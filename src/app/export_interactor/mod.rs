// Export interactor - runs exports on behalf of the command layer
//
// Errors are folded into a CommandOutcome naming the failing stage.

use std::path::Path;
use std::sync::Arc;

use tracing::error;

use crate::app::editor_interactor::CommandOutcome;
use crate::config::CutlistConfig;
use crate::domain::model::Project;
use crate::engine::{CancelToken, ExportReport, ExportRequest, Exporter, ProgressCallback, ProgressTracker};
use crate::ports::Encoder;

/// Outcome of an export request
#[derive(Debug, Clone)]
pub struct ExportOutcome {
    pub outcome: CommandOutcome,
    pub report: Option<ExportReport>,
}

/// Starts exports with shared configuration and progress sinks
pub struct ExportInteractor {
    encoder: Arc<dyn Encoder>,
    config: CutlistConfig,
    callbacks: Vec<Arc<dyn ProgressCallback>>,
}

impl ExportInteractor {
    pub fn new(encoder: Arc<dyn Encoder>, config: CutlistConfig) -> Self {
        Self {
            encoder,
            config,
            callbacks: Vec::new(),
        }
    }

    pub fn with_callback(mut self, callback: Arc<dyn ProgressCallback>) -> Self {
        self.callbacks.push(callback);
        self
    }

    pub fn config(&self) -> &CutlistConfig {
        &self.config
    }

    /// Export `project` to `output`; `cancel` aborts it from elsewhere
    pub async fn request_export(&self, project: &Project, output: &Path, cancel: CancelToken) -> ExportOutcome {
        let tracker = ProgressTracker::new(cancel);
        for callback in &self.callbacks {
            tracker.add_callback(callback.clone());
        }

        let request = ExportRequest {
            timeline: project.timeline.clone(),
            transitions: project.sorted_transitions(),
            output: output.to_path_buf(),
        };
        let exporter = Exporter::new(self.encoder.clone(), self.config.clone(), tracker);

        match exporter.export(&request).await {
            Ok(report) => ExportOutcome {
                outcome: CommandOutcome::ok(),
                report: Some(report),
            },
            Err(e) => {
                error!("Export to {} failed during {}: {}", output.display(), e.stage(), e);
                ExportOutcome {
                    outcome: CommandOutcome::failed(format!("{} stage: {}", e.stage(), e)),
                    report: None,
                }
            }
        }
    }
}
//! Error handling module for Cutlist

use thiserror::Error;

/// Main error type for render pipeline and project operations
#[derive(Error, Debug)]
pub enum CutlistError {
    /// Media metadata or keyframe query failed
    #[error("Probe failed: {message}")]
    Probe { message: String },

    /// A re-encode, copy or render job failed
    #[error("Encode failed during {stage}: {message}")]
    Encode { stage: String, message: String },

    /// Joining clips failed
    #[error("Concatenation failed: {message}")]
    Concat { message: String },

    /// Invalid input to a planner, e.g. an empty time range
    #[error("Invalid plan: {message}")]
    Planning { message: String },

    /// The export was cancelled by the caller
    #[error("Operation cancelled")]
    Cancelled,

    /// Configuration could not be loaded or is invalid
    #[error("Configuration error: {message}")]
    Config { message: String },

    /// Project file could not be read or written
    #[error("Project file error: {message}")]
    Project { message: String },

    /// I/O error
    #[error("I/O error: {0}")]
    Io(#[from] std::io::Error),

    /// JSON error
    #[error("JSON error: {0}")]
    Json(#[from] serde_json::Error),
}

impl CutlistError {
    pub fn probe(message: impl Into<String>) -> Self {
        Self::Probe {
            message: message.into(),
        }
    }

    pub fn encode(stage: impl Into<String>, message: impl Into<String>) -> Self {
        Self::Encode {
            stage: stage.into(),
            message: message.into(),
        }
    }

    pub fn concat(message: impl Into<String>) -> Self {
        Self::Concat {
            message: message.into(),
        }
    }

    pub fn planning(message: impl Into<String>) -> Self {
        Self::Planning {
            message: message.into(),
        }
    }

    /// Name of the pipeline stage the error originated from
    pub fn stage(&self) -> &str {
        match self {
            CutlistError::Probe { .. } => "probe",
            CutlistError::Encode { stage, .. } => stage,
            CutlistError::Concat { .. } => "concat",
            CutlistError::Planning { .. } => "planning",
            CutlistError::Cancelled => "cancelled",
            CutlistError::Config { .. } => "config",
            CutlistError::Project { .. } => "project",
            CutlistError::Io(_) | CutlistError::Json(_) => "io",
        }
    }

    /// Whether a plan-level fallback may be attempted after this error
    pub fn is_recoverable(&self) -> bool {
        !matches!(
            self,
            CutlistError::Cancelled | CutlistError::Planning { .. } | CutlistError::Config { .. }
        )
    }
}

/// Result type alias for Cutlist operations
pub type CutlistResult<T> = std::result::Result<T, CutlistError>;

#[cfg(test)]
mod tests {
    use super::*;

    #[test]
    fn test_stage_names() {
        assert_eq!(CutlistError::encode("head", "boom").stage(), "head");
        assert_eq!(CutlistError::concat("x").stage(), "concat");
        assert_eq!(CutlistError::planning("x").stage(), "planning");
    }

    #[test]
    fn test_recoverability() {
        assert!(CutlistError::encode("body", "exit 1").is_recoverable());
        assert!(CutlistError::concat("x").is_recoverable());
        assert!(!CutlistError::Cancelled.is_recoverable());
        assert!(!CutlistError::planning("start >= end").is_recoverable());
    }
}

.....

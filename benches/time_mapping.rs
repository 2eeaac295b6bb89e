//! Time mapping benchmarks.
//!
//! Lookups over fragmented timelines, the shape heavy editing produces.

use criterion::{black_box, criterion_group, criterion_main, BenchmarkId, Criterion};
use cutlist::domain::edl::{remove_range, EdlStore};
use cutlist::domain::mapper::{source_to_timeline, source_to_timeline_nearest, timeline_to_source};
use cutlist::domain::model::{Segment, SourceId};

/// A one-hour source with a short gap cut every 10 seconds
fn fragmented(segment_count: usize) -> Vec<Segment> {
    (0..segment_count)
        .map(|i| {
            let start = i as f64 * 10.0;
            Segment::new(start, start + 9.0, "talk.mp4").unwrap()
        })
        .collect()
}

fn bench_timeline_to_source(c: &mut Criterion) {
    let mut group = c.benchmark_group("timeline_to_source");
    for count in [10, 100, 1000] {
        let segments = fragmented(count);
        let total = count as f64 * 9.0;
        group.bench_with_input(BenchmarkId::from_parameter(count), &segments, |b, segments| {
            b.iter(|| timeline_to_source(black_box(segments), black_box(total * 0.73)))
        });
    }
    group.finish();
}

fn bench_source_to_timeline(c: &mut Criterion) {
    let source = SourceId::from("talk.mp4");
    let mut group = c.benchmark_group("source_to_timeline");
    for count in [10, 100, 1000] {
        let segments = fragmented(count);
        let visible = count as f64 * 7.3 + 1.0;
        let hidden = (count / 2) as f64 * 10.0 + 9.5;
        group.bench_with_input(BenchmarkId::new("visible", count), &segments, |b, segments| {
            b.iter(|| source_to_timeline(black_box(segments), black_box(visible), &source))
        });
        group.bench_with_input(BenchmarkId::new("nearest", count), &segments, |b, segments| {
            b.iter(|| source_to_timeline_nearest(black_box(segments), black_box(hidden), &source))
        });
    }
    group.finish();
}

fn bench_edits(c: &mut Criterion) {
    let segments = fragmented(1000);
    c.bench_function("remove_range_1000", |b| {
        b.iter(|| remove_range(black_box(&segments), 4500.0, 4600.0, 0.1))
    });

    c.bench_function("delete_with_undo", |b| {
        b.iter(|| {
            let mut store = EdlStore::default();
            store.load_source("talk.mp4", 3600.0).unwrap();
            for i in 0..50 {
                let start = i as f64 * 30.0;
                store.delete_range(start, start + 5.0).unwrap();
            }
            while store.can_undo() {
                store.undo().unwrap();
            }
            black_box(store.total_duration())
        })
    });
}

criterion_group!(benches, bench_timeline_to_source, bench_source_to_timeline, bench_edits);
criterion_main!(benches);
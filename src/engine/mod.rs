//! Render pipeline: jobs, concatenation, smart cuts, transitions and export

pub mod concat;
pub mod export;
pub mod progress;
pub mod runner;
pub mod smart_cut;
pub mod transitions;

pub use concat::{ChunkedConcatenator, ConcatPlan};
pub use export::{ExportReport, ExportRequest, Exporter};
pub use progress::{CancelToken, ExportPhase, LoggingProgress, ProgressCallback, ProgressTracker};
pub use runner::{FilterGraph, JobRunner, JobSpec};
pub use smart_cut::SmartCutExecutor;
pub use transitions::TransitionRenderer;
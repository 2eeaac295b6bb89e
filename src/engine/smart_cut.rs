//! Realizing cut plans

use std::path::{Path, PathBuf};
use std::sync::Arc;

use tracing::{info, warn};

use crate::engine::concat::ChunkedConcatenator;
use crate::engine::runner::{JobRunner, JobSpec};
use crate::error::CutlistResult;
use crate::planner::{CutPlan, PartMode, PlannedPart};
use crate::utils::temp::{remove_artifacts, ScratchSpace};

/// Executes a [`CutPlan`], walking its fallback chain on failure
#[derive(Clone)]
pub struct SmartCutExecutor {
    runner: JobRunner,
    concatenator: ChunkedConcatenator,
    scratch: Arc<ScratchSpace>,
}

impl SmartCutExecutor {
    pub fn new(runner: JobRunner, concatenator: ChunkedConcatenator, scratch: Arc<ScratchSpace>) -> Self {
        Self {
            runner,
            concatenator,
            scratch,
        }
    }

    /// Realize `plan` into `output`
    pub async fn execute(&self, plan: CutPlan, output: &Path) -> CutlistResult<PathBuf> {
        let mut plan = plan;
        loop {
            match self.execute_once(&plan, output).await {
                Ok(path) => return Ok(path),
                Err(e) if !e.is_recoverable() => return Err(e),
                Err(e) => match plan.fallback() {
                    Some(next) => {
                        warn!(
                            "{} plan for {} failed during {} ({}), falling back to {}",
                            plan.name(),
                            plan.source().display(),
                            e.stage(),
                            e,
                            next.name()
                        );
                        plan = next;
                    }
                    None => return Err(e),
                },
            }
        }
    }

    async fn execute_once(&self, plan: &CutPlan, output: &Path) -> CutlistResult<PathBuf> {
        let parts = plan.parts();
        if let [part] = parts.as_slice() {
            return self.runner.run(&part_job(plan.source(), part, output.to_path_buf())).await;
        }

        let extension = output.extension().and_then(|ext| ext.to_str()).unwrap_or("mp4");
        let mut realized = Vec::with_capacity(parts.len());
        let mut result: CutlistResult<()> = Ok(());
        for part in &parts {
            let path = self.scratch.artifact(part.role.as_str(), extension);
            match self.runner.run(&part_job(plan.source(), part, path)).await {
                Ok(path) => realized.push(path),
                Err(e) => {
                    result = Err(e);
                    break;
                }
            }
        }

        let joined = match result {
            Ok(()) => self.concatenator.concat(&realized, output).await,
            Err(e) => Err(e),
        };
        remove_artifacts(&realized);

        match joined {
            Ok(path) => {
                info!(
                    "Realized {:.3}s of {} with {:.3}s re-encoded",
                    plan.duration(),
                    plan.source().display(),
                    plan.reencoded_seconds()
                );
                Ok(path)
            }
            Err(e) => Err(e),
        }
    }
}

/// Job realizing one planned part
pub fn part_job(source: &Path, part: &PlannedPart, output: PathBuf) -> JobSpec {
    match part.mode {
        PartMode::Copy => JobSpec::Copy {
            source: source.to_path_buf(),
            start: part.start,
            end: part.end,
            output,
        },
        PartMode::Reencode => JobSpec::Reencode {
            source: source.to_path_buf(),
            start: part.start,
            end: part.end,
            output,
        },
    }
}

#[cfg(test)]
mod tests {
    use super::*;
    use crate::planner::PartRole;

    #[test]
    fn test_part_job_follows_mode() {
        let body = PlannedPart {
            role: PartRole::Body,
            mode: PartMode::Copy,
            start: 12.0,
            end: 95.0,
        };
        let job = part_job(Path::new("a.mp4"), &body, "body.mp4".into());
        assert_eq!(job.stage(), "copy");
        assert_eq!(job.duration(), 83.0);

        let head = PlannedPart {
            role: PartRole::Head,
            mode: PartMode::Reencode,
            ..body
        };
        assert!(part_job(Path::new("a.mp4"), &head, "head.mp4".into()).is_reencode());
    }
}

.....

— WORK TASK —
Considering only the material above, set down every line from the one with "let start = i as f64 * 10.0;" to the one with "let segments = fragmented(1000);", inclusive, exactly as written.

— SOLUTION BELOW —
            let start = i as f64 * 10.0;
            Segment::new(start, start + 9.0, "talk.mp4").unwrap()
        })
        .collect()
}

fn bench_timeline_to_source(c: &mut Criterion) {
    let mut group = c.benchmark_group("timeline_to_source");
    for count in [10, 100, 1000] {
        let segments = fragmented(count);
        let total = count as f64 * 9.0;
        group.bench_with_input(BenchmarkId::from_parameter(count), &segments, |b, segments| {
            b.iter(|| timeline_to_source(black_box(segments), black_box(total * 0.73)))
        });
    }
    group.finish();
}

fn bench_source_to_timeline(c: &mut Criterion) {
    let source = SourceId::from("talk.mp4");
    let mut group = c.benchmark_group("source_to_timeline");
    for count in [10, 100, 1000] {
        let segments = fragmented(count);
        let visible = count as f64 * 7.3 + 1.0;
        let hidden = (count / 2) as f64 * 10.0 + 9.5;
        group.bench_with_input(BenchmarkId::new("visible", count), &segments, |b, segments| {
            b.iter(|| source_to_timeline(black_box(segments), black_box(visible), &source))
        });
        group.bench_with_input(BenchmarkId::new("nearest", count), &segments, |b, segments| {
            b.iter(|| source_to_timeline_nearest(black_box(segments), black_box(hidden), &source))
        });
    }
    group.finish();
}

fn bench_edits(c: &mut Criterion) {
    let segments = fragmented(1000);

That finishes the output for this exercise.